Is Your Writing Fresh?

Eternal sunshine of the spotless mind

Image by illuminaut via Flickr

 

After listening to an interview with Charlie Kaufman, it struck me how formulaic art often is. Kaufman, an iconoclastic screenwriter whose work sometimes gets meta, bucks that trend and makes memorable art that challenges its audience. Think Eternal Sunshine of the Spotless Mind. Can you say you had seen a film much like that before he came along? Remember watching Adaptation and wondering, “Where the hell is this going?”

I thought a lot about what sets his work apart from so many other movies. My answer? He writes about themes that are important to him.
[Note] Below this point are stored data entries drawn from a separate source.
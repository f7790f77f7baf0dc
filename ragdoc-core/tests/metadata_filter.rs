use ragdoc_core::{Metadata, MetadataFilter, Value};

fn metadata() -> Metadata {
    let mut metadata = Metadata::new();
    metadata.insert("tag".to_string(), Value::from("alpha"));
    metadata.insert("score".to_string(), Value::from(5));
    metadata.insert("group".to_string(), Value::from("b"));
    metadata
}

#[test]
fn metadata_filter_roundtrip() {
    let filter = MetadataFilter::All(vec![
        MetadataFilter::Eq("tag".to_string(), Value::String("alpha".to_string())),
        MetadataFilter::Any(vec![
            MetadataFilter::Range {
                key: "score".to_string(),
                min: Some(Value::Number(1.into())),
                max: Some(Value::Number(10.into())),
            },
            MetadataFilter::In(
                "group".to_string(),
                vec![
                    Value::String("a".to_string()),
                    Value::String("b".to_string()),
                ],
            ),
        ]),
    ]);

    let json = serde_json::to_string(&filter).unwrap();
    let parsed: MetadataFilter = serde_json::from_str(&json).unwrap();
    assert_eq!(filter, parsed);
    assert!(parsed.matches(&metadata()));
}

#[test]
fn metadata_filter_eq_and_in() {
    let metadata = metadata();
    assert!(MetadataFilter::Eq("tag".to_string(), Value::from("alpha")).matches(&metadata));
    assert!(!MetadataFilter::Eq("tag".to_string(), Value::from("beta")).matches(&metadata));
    assert!(!MetadataFilter::Eq("missing".to_string(), Value::from("alpha")).matches(&metadata));
    assert!(MetadataFilter::In(
        "group".to_string(),
        vec![Value::from("a"), Value::from("b")]
    )
    .matches(&metadata));
}

#[test]
fn metadata_filter_range_bounds_are_inclusive() {
    let metadata = metadata();
    let range = |min: Option<Value>, max: Option<Value>| MetadataFilter::Range {
        key: "score".to_string(),
        min,
        max,
    };

    assert!(range(Some(Value::from(5)), Some(Value::from(5))).matches(&metadata));
    assert!(range(None, Some(Value::from(6))).matches(&metadata));
    assert!(!range(Some(Value::from(6)), None).matches(&metadata));
    assert!(!range(Some(Value::from("low")), None).matches(&metadata));
}

#[test]
fn metadata_filter_range_rejects_non_numeric_values() {
    let filter = MetadataFilter::Range {
        key: "tag".to_string(),
        min: None,
        max: None,
    };
    assert!(!filter.matches(&metadata()));
}

#[test]
fn metadata_filter_any_and_all() {
    let metadata = metadata();
    let hit = MetadataFilter::Eq("tag".to_string(), Value::from("alpha"));
    let miss = MetadataFilter::Eq("tag".to_string(), Value::from("beta"));

    assert!(MetadataFilter::Any(vec![miss.clone(), hit.clone()]).matches(&metadata));
    assert!(!MetadataFilter::All(vec![miss, hit]).matches(&metadata));
    assert!(MetadataFilter::All(Vec::new()).matches(&metadata));
    assert!(!MetadataFilter::Any(Vec::new()).matches(&metadata));
}
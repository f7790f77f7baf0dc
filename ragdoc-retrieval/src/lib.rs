mod base_retriever;
mod error;
mod hash_embedder;
mod in_memory;
mod indexer;
mod retriever;
mod splitter;
mod transformer;

pub use base_retriever::BaseRetriever;
pub use error::{RetrievalError, RetrievalResult};
pub use hash_embedder::HashEmbedder;
pub use in_memory::InMemoryVectorStore;
pub use indexer::Indexer;
pub use retriever::Retriever;
pub use splitter::{TextSplitter, CHUNK_INDEX_KEY, PARENT_DOCUMENT_ID_KEY};
pub use transformer::ContentFormatTransformer;
use ragdoc_core::Embedding;
use ragdoc_retrieval::HashEmbedder;

fn cosine(a: &[f32], b: &[f32]) -> f32 {
    a.iter().zip(b).map(|(x, y)| x * y).sum()
}

#[tokio::test]
async fn hash_embedder_is_deterministic() {
    let embedder = HashEmbedder::new(16);
    let first = embedder.embed("hello world").await.unwrap();
    let second = embedder.embed("hello world").await.unwrap();
    assert_eq!(first, second);
    assert_eq!(first.len(), 16);
}

#[tokio::test]
async fn hash_embedder_batch_matches_single() {
    let embedder = HashEmbedder::new(16);
    let batch = embedder
        .embed_batch(&["hello".to_string()])
        .await
        .unwrap();
    let single = embedder.embed("hello").await.unwrap();
    assert_eq!(batch[0], single);
}

#[tokio::test]
async fn hash_embedder_output_is_unit_length() {
    let embedder = HashEmbedder::new(32);
    let vector = embedder.embed("the quick brown fox").await.unwrap();
    let norm: f32 = vector.iter().map(|value| value * value).sum::<f32>().sqrt();
    assert!((norm - 1.0).abs() < 1e-5);
}

#[tokio::test]
async fn hash_embedder_ignores_case_and_punctuation() {
    let embedder = HashEmbedder::new(32);
    let lower = embedder.embed("rust borrow checker").await.unwrap();
    let noisy = embedder.embed("Rust, BORROW checker!").await.unwrap();
    assert_eq!(lower, noisy);
    assert!((cosine(&lower, &noisy) - 1.0).abs() < 1e-5);
}

#[tokio::test]
async fn hash_embedder_empty_text_is_zero_vector() {
    let embedder = HashEmbedder::new(8);
    let vector = embedder.embed("").await.unwrap();
    assert!(vector.iter().all(|value| *value == 0.0));
}
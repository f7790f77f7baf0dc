use async_trait::async_trait;

use crate::{Document, MetadataFilter, StoreError};

#[derive(Clone, Debug)]
pub struct SearchResult {
    pub document: Document,
    pub score: f32,
}

/// Retrieval index holding embedded documents, keyed by document id.
#[async_trait]
pub trait VectorStore: Send + Sync {
    async fn add(&self, docs: Vec<Document>) -> Result<(), StoreError>;
    async fn search(
        &self,
        query_embedding: &[f32],
        top_k: usize,
        filter: Option<&MetadataFilter>,
    ) -> Result<Vec<SearchResult>, StoreError>;
    async fn delete(&self, ids: &[String]) -> Result<(), StoreError>;
}
//! End-to-end conversion: read the source, strip diagrams, render, wrap in
//! the document shell and write the result.

use std::{path::PathBuf, sync::Arc, time::Instant};

use time::OffsetDateTime;
use tracing::{debug, info};

use crate::application::{
    diagrams::DiagramStripper,
    error::AppError,
    render::{ExtensionSet, RenderError, RenderRequest, RenderService},
};
use crate::config::{DocumentSettings, PathSettings, Settings};
use crate::infra::documents;
use crate::presentation::document::{CoverView, DocumentView, render_document};

/// In-memory result of converting a Markdown string.
#[derive(Debug, Clone, PartialEq, Eq)]
pub struct ConvertedDocument {
    pub html: String,
    pub diagrams_stripped: usize,
    pub headings: usize,
}

/// What the writer reports after a successful conversion.
#[derive(Debug, Clone, PartialEq, Eq)]
pub struct ConversionReport {
    pub source_path: PathBuf,
    pub output_path: PathBuf,
    pub bytes_written: u64,
    pub diagrams_stripped: usize,
    pub headings: usize,
}

pub struct DocumentConverter {
    renderer: Arc<dyn RenderService>,
    stripper: DiagramStripper,
    document: DocumentSettings,
    extensions: ExtensionSet,
}

impl DocumentConverter {
    pub fn new(renderer: Arc<dyn RenderService>, settings: &Settings) -> Self {
        Self {
            renderer,
            stripper: DiagramStripper::new(&settings.diagrams.languages, &settings.diagrams.link),
            document: settings.document.clone(),
            extensions: settings.render,
        }
    }

    /// Turn Markdown into a complete HTML document stamped with `now`.
    pub fn convert_markdown(
        &self,
        markdown: &str,
        now: OffsetDateTime,
    ) -> Result<ConvertedDocument, AppError> {
        let started_at = Instant::now();
        let stripped = self.stripper.strip(markdown);

        let request =
            RenderRequest::new(stripped.markdown).with_extensions(self.extensions);
        let rendered = self.renderer.render(&request)?;

        let toc_html = if self.document.include_toc {
            rendered.toc_html.as_deref()
        } else {
            None
        };

        let html = render_document(DocumentView {
            lang: &self.document.lang,
            title: &self.document.title,
            cover: CoverView::new(&self.document, now)?,
            toc_html,
            body_html: &rendered.html,
        })
        .map_err(RenderError::from)?;

        debug!(
            target = "application::convert",
            op = "convert::convert_markdown",
            diagrams_stripped = stripped.stripped,
            unterminated_diagram = stripped.unterminated,
            headings = rendered.headings.len(),
            contains_code = rendered.contains_code,
            html_bytes = html.len(),
            elapsed_ms = started_at.elapsed().as_millis() as u64,
            "Document converted"
        );

        Ok(ConvertedDocument {
            html,
            diagrams_stripped: stripped.stripped,
            headings: rendered.headings.len(),
        })
    }

    /// Convert the configured source file and write the configured output.
    /// Nothing is written unless every stage succeeds.
    pub fn convert_file(
        &self,
        paths: &PathSettings,
        now: OffsetDateTime,
    ) -> Result<ConversionReport, AppError> {
        let started_at = Instant::now();
        let source_path = paths.source_path();
        let output_path = paths.output_path();

        let markdown = documents::read_source(&source_path)?;
        let converted = self.convert_markdown(&markdown, now)?;
        let bytes_written = documents::write_output(&output_path, &converted.html)?;

        info!(
            target = "application::convert",
            op = "convert::convert_file",
            source = %source_path.display(),
            output = %output_path.display(),
            bytes = bytes_written,
            diagrams_stripped = converted.diagrams_stripped,
            elapsed_ms = started_at.elapsed().as_millis() as u64,
            "Conversion finished"
        );

        Ok(ConversionReport {
            source_path,
            output_path,
            bytes_written,
            diagrams_stripped: converted.diagrams_stripped,
            headings: converted.headings,
        })
    }
}
//! Console output for a finished or failed conversion.

use std::io::{self, Write};

use crate::application::{convert::ConversionReport, error::ErrorReport};

pub fn write_success<W: Write>(out: &mut W, report: &ConversionReport) -> io::Result<()> {
    let output_name = report
        .output_path
        .file_name()
        .map(|name| name.to_string_lossy().into_owned())
        .unwrap_or_else(|| report.output_path.display().to_string());

    writeln!(out, "✅ HTML generated successfully!")?;
    writeln!(out, "📄 Location: {}", report.output_path.display())?;
    writeln!(out, "📊 Size: {} KB", format_kilobytes(report.bytes_written))?;
    if report.diagrams_stripped > 0 {
        writeln!(
            out,
            "📎 Diagrams replaced by notes: {}",
            report.diagrams_stripped
        )?;
    }
    writeln!(out)?;
    writeln!(out, "🖨️  To create PDF:")?;
    writeln!(out, "   1. Open {output_name} in your browser")?;
    writeln!(out, "   2. Press Ctrl+P (or click the Print button)")?;
    writeln!(out, "   3. Select 'Save as PDF' as the printer")?;
    writeln!(out, "   4. Click 'Save'")?;
    writeln!(out)?;
    writeln!(out, "💡 The HTML file is fully styled and ready for printing!")?;
    Ok(())
}

pub fn write_failure<W: Write>(out: &mut W, report: &ErrorReport) -> io::Result<()> {
    writeln!(out, "❌ Error: {}", report.summary())?;
    for cause in report.causes() {
        writeln!(out, "   caused by: {cause}")?;
    }
    Ok(())
}

/// Size in kilobytes (1024 bytes) with two decimals.
pub fn format_kilobytes(bytes: u64) -> String {
    format!("{:.2}", bytes as f64 / 1024.0)
}

#[cfg(test)]
mod tests {
    use super::*;
    use std::path::PathBuf;

    use crate::application::error::AppError;
    use crate::infra::error::InfraError;

    fn report(bytes_written: u64, diagrams_stripped: usize) -> ConversionReport {
        ConversionReport {
            source_path: PathBuf::from("/docs/system_design.md"),
            output_path: PathBuf::from("/docs/system_design.html"),
            bytes_written,
            diagrams_stripped,
            headings: 4,
        }
    }

    #[test]
    fn kilobytes_have_two_decimals() {
        assert_eq!(format_kilobytes(0), "0.00");
        assert_eq!(format_kilobytes(1536), "1.50");
        assert_eq!(format_kilobytes(10_000), "9.77");
    }

    #[test]
    fn success_report_lists_location_size_and_instructions() {
        let mut out = Vec::new();
        write_success(&mut out, &report(2048, 0)).expect("write");
        let text = String::from_utf8(out).expect("utf-8");

        assert!(text.starts_with("✅ HTML generated successfully!\n"));
        assert!(text.contains("📄 Location: /docs/system_design.html\n"));
        assert!(text.contains("📊 Size: 2.00 KB\n"));
        assert!(text.contains("1. Open system_design.html in your browser"));
        assert!(!text.contains("Diagrams replaced"));
    }

    #[test]
    fn success_report_mentions_stripped_diagrams() {
        let mut out = Vec::new();
        write_success(&mut out, &report(100, 2)).expect("write");
        let text = String::from_utf8(out).expect("utf-8");

        assert!(text.contains("Diagrams replaced by notes: 2"));
    }

    #[test]
    fn failure_report_prints_the_cause_chain() {
        let error = AppError::from(InfraError::write(
            "/docs/system_design.html",
            io::Error::new(io::ErrorKind::PermissionDenied, "permission denied"),
        ));

        let mut out = Vec::new();
        write_failure(&mut out, &error.report()).expect("write");
        let text = String::from_utf8(out).expect("utf-8");

        assert_eq!(
            text,
            "❌ Error: failed to write /docs/system_design.html\n   caused by: permission denied\n"
        );
    }
}
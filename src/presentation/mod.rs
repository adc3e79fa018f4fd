//! Presentation layer: the HTML document shell and console reporting.

pub mod document;
pub mod report;
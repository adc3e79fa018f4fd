use std::env;
use std::fs;
use std::path::{Path, PathBuf};

use syntect::dumps::dump_to_uncompressed_file;
use syntect::highlighting::ThemeSet;
use syntect::html::{ClassStyle, css_for_theme_with_class_style};
use two_face::syntax;
use walkdir::WalkDir;

const SYNTAX_THEME: &str = "base16-ocean.dark";

fn main() {
    let out_dir = PathBuf::from(env::var("OUT_DIR").expect("OUT_DIR is set by cargo"));

    write_syntax_pack(&out_dir).expect("failed to write syntax pack");
    write_theme_css(&out_dir).expect("failed to write syntax theme stylesheet");

    let templates_dir = Path::new("templates");
    println!("cargo:rerun-if-changed={}", templates_dir.display());
    if templates_dir.is_dir() {
        for entry in WalkDir::new(templates_dir).into_iter().flatten() {
            println!("cargo:rerun-if-changed={}", entry.path().display());
        }
    }
}

fn write_theme_css(out_dir: &Path) -> Result<(), String> {
    let theme_set = ThemeSet::load_defaults();
    let theme = theme_set
        .themes
        .get(SYNTAX_THEME)
        .ok_or_else(|| format!("theme `{SYNTAX_THEME}` not found"))?;

    let css = css_for_theme_with_class_style(theme, ClassStyle::SpacedPrefixed { prefix: "syntax-" })
        .map_err(|err| err.to_string())?;

    let css_path = out_dir.join("syntax-theme.css");
    let mut combined = String::with_capacity(css.len() + 96);
    combined.push_str(&format!(
        "/* --- Syntect theme ({SYNTAX_THEME}), generated at build time --- */\n"
    ));
    combined.push_str(&css);

    fs::write(&css_path, combined)
        .map_err(|err| format!("failed to write {}: {err}", css_path.display()))?;

    println!(
        "cargo:rustc-env=SYNTAX_THEME_CSS_FILE={}",
        css_path.display()
    );

    Ok(())
}

fn write_syntax_pack(out_dir: &Path) -> Result<(), String> {
    let syntax_set = syntax::extra_newlines();
    let pack_path = out_dir.join("syntaxes.packdump");
    dump_to_uncompressed_file(&syntax_set, &pack_path)
        .map_err(|err| format!("failed to encode syntax set: {err}"))?;

    println!("cargo:rustc-env=SYNTAX_PACK_FILE={}", pack_path.display());

    Ok(())
}
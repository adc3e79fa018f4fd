//! Attribute lists: `{: #id .class key=value }` annotations that assign an id,
//! classes and arbitrary attributes to the element they follow.

use super::markup::escape_attribute;

/// Parsed attribute list. Classes keep their declaration order; later `#id`
/// tokens win over earlier ones, as do repeated keys.
#[derive(Debug, Clone, Default, PartialEq, Eq)]
pub struct AttributeList {
    pub id: Option<String>,
    pub classes: Vec<String>,
    pub attributes: Vec<(String, String)>,
}

impl AttributeList {
    /// Parse a braced attribute list. The leading colon is optional. Returns
    /// `None` when the text is not a well-formed, non-empty attribute list so
    /// callers can keep it as literal text.
    pub fn parse(value: &str) -> Option<Self> {
        let value = value.trim();
        let inner = value.strip_prefix('{')?.strip_suffix('}')?;
        let inner = inner.trim();
        let inner = inner.strip_prefix(':').map(str::trim_start).unwrap_or(inner);

        let tokens = tokenize(inner)?;
        if tokens.is_empty() {
            return None;
        }

        let mut list = AttributeList::default();
        for token in tokens {
            if let Some(id) = token.strip_prefix('#') {
                if !is_name(id) {
                    return None;
                }
                list.id = Some(id.to_string());
            } else if let Some(class) = token.strip_prefix('.') {
                if !is_name(class) {
                    return None;
                }
                list.classes.push(class.to_string());
            } else if let Some((key, raw)) = token.split_once('=') {
                if !is_name(key) {
                    return None;
                }
                let value = unquote(raw);
                match key {
                    "id" => list.id = Some(value),
                    "class" => list
                        .classes
                        .extend(value.split_whitespace().map(str::to_string)),
                    _ => {
                        list.attributes.retain(|(existing, _)| existing != key);
                        list.attributes.push((key.to_string(), value));
                    }
                }
            } else {
                return None;
            }
        }

        Some(list)
    }

    /// Split `text` into the content before a trailing attribute list and the
    /// parsed list itself.
    pub fn split_trailing(text: &str) -> Option<(&str, Self)> {
        let trimmed = text.trim_end();
        if !trimmed.ends_with('}') {
            return None;
        }
        let open = trimmed.rfind('{')?;
        let list = Self::parse(&trimmed[open..])?;
        Some((&trimmed[..open], list))
    }

    /// Split `text` into a leading attribute list and the content after it.
    /// The list must start at the very first character.
    pub fn split_leading(text: &str) -> Option<(Self, &str)> {
        if !text.starts_with('{') {
            return None;
        }
        let close = text.find('}')?;
        let list = Self::parse(&text[..=close])?;
        Some((list, &text[close + 1..]))
    }

    /// Render the list as HTML attributes, each preceded by a space.
    pub fn to_html(&self) -> String {
        let mut html = String::new();
        if let Some(id) = self.id.as_deref() {
            push_attribute(&mut html, "id", id);
        }
        if !self.classes.is_empty() {
            push_attribute(&mut html, "class", &self.classes.join(" "));
        }
        for (key, value) in &self.attributes {
            push_attribute(&mut html, key, value);
        }
        html
    }
}

fn push_attribute(buffer: &mut String, key: &str, value: &str) {
    buffer.push(' ');
    buffer.push_str(key);
    buffer.push_str("=\"");
    buffer.push_str(&escape_attribute(value));
    buffer.push('"');
}

fn tokenize(inner: &str) -> Option<Vec<String>> {
    let mut tokens = Vec::new();
    let mut current = String::new();
    let mut quote: Option<char> = None;

    for ch in inner.chars() {
        match quote {
            Some(q) if ch == q => {
                quote = None;
                current.push(ch);
            }
            Some(_) => current.push(ch),
            None if ch == '"' || ch == '\'' => {
                quote = Some(ch);
                current.push(ch);
            }
            None if ch.is_whitespace() => {
                if !current.is_empty() {
                    tokens.push(std::mem::take(&mut current));
                }
            }
            None => current.push(ch),
        }
    }

    if quote.is_some() {
        return None;
    }
    if !current.is_empty() {
        tokens.push(current);
    }
    Some(tokens)
}

fn unquote(raw: &str) -> String {
    for q in ['"', '\''] {
        if raw.len() >= 2 && raw.starts_with(q) && raw.ends_with(q) {
            return raw[1..raw.len() - 1].to_string();
        }
    }
    raw.to_string()
}

fn is_name(value: &str) -> bool {
    !value.is_empty()
        && value
            .chars()
            .all(|ch| ch.is_alphanumeric() || matches!(ch, '-' | '_' | ':' | '.'))
}

#[cfg(test)]
mod tests {
    use super::*;

    #[test]
    fn parses_id_classes_and_pairs() {
        let list = AttributeList::parse("{: #intro .lead .wide data-x=1 title=\"Hello world\" }")
            .expect("attribute list");

        assert_eq!(list.id.as_deref(), Some("intro"));
        assert_eq!(list.classes, vec!["lead", "wide"]);
        assert_eq!(
            list.attributes,
            vec![
                ("data-x".to_string(), "1".to_string()),
                ("title".to_string(), "Hello world".to_string()),
            ]
        );
    }

    #[test]
    fn colon_is_optional() {
        let list = AttributeList::parse("{#anchor}").expect("attribute list");
        assert_eq!(list.id.as_deref(), Some("anchor"));
    }

    #[test]
    fn rejects_plain_braced_text() {
        assert!(AttributeList::parse("{not an attribute list}").is_none());
        assert!(AttributeList::parse("{}").is_none());
        assert!(AttributeList::parse("{: title=\"unterminated }").is_none());
    }

    #[test]
    fn splits_trailing_list_from_heading_text() {
        let (text, list) = AttributeList::split_trailing("Overview {: .intro }").expect("split");
        assert_eq!(text, "Overview ");
        assert_eq!(list.classes, vec!["intro"]);

        assert!(AttributeList::split_trailing("Set {a, b}").is_none());
    }

    #[test]
    fn splits_leading_list() {
        let (list, rest) = AttributeList::split_leading("{: width=640 } caption").expect("split");
        assert_eq!(
            list.attributes,
            vec![("width".to_string(), "640".to_string())]
        );
        assert_eq!(rest, " caption");
    }

    #[test]
    fn renders_escaped_html_attributes() {
        let list = AttributeList::parse("{: #a .b title='x \"y\"' }").expect("attribute list");
        assert_eq!(
            list.to_html(),
            " id=\"a\" class=\"b\" title=\"x &quot;y&quot;\""
        );
    }
}
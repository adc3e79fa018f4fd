use std::path::PathBuf;

use clap::{Args, Parser, ValueHint, builder::BoolishValueParser};

/// Command-line arguments for the mdprint binary.
#[derive(Debug, Parser, Default)]
#[command(
    name = "mdprint",
    version,
    about = "Convert a Markdown design document into print-ready HTML"
)]
pub struct CliArgs {
    /// Optional path to a configuration file.
    #[arg(
        long = "config-file",
        env = "MDPRINT_CONFIG_FILE",
        value_name = "PATH",
        value_hint = ValueHint::FilePath
    )]
    pub config_file: Option<PathBuf>,

    #[command(flatten)]
    pub overrides: ConvertOverrides,
}

#[derive(Debug, Args, Default, Clone)]
pub struct ConvertOverrides {
    /// Override the directory holding the source and output files.
    #[arg(long = "base-dir", value_name = "DIR", value_hint = ValueHint::DirPath)]
    pub base_dir: Option<PathBuf>,

    /// Override the source Markdown file name, relative to the base directory.
    #[arg(long = "source", value_name = "FILE", value_hint = ValueHint::FilePath)]
    pub source: Option<PathBuf>,

    /// Override the output HTML file name, relative to the base directory.
    #[arg(long = "output", value_name = "FILE", value_hint = ValueHint::FilePath)]
    pub output: Option<PathBuf>,

    /// Override the base log level (trace|debug|info|warn|error).
    #[arg(long = "log-level", value_name = "LEVEL")]
    pub log_level: Option<String>,

    /// Toggle JSON logging.
    #[arg(
        long = "log-json",
        value_name = "BOOL",
        value_parser = BoolishValueParser::new()
    )]
    pub log_json: Option<bool>,

    /// Render the table of contents right after the cover page.
    #[arg(
        long = "toc",
        value_name = "BOOL",
        num_args = 0..=1,
        default_missing_value = "true",
        value_parser = BoolishValueParser::new()
    )]
    pub include_toc: Option<bool>,
}
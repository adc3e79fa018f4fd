use std::path::PathBuf;

use thiserror::Error;

#[derive(Debug, Error)]
pub enum InfraError {
    #[error("source file not found: {}", path.display())]
    SourceNotFound { path: PathBuf },
    #[error("failed to read {}", path.display())]
    Read {
        path: PathBuf,
        #[source]
        source: std::io::Error,
    },
    #[error("failed to write {}", path.display())]
    Write {
        path: PathBuf,
        #[source]
        source: std::io::Error,
    },
    #[error("io error: {0}")]
    Io(#[from] std::io::Error),
    #[error("telemetry initialization failed: {0}")]
    Telemetry(String),
    #[error("configuration error: {message}")]
    Configuration { message: String },
}

impl InfraError {
    pub fn configuration(message: impl Into<String>) -> Self {
        Self::Configuration {
            message: message.into(),
        }
    }

    pub fn telemetry(message: impl Into<String>) -> Self {
        Self::Telemetry(message.into())
    }

    pub fn read(path: impl Into<PathBuf>, source: std::io::Error) -> Self {
        Self::Read {
            path: path.into(),
            source,
        }
    }

    pub fn write(path: impl Into<PathBuf>, source: std::io::Error) -> Self {
        Self::Write {
            path: path.into(),
            source,
        }
    }
}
Are you writing about things that matter to you, or is your plot more like a checklist? As you touch all the bases as you run through your story’s acts, will you have a home run at the end or will you have a story that looks, sounds and feels like dozens of other stories? It’s okay to have a plot that’s similar to other work. In fact, that’s common. But is your take fresh? Are you saying something in a new way?  If not, try rewriting until you do.

I know it’s hard, but that’s how you’re going to stand out from the crowd. Writing isn’t easy. On the plus side, it can (and should) be a lot of fun.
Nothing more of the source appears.